→ What you are asked to do:
From the entries below, copy out every line with "trait" in it.

→ Information provided:
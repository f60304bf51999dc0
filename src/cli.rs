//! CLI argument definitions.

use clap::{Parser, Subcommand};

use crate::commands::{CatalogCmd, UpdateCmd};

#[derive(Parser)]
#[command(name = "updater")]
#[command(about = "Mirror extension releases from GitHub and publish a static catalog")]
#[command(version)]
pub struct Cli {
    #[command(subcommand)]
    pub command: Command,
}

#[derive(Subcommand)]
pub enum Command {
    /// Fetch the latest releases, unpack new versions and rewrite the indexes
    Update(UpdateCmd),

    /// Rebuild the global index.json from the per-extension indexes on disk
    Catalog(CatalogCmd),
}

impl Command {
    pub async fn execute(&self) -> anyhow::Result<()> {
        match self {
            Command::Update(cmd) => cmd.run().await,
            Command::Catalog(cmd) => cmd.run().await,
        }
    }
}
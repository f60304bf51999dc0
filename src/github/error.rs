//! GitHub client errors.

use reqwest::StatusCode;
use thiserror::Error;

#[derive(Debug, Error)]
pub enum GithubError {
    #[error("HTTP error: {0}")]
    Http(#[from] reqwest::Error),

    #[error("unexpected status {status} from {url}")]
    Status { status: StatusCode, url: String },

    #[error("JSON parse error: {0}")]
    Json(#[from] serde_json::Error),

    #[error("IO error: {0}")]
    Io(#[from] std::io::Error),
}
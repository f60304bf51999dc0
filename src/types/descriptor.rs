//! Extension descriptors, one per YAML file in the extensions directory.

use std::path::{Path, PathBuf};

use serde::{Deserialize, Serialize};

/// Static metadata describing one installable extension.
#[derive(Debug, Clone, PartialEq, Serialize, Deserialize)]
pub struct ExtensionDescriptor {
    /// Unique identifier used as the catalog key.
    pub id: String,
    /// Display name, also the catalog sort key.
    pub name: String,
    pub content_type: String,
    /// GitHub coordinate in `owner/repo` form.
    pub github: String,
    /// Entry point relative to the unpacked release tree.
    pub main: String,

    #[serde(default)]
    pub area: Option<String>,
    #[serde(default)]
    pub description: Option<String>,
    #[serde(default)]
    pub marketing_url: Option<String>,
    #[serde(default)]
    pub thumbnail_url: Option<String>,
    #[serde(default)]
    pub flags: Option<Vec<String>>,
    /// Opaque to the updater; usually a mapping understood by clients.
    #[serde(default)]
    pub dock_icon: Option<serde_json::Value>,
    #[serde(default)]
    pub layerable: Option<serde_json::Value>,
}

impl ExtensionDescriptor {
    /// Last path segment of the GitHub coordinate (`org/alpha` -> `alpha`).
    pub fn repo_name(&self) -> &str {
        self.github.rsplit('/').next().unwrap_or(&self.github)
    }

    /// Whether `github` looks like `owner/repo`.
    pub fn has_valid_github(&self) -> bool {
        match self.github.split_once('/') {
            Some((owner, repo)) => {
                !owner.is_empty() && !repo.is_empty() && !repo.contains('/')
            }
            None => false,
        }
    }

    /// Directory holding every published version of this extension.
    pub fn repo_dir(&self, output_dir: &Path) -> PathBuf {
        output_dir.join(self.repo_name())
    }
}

--

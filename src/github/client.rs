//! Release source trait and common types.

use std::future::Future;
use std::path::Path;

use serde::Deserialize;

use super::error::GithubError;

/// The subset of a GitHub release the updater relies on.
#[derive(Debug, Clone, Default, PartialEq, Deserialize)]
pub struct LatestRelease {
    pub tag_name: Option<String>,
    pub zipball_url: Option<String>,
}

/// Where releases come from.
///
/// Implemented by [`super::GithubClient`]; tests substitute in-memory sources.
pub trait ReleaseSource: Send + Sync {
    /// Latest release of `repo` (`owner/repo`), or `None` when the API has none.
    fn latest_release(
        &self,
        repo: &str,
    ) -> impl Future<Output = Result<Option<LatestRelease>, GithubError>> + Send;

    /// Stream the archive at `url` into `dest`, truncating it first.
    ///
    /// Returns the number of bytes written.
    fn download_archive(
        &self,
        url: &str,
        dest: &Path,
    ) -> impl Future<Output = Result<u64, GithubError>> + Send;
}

→ Answer to this problem:
//! Release source trait and common types.
pub trait ReleaseSource: Send + Sync {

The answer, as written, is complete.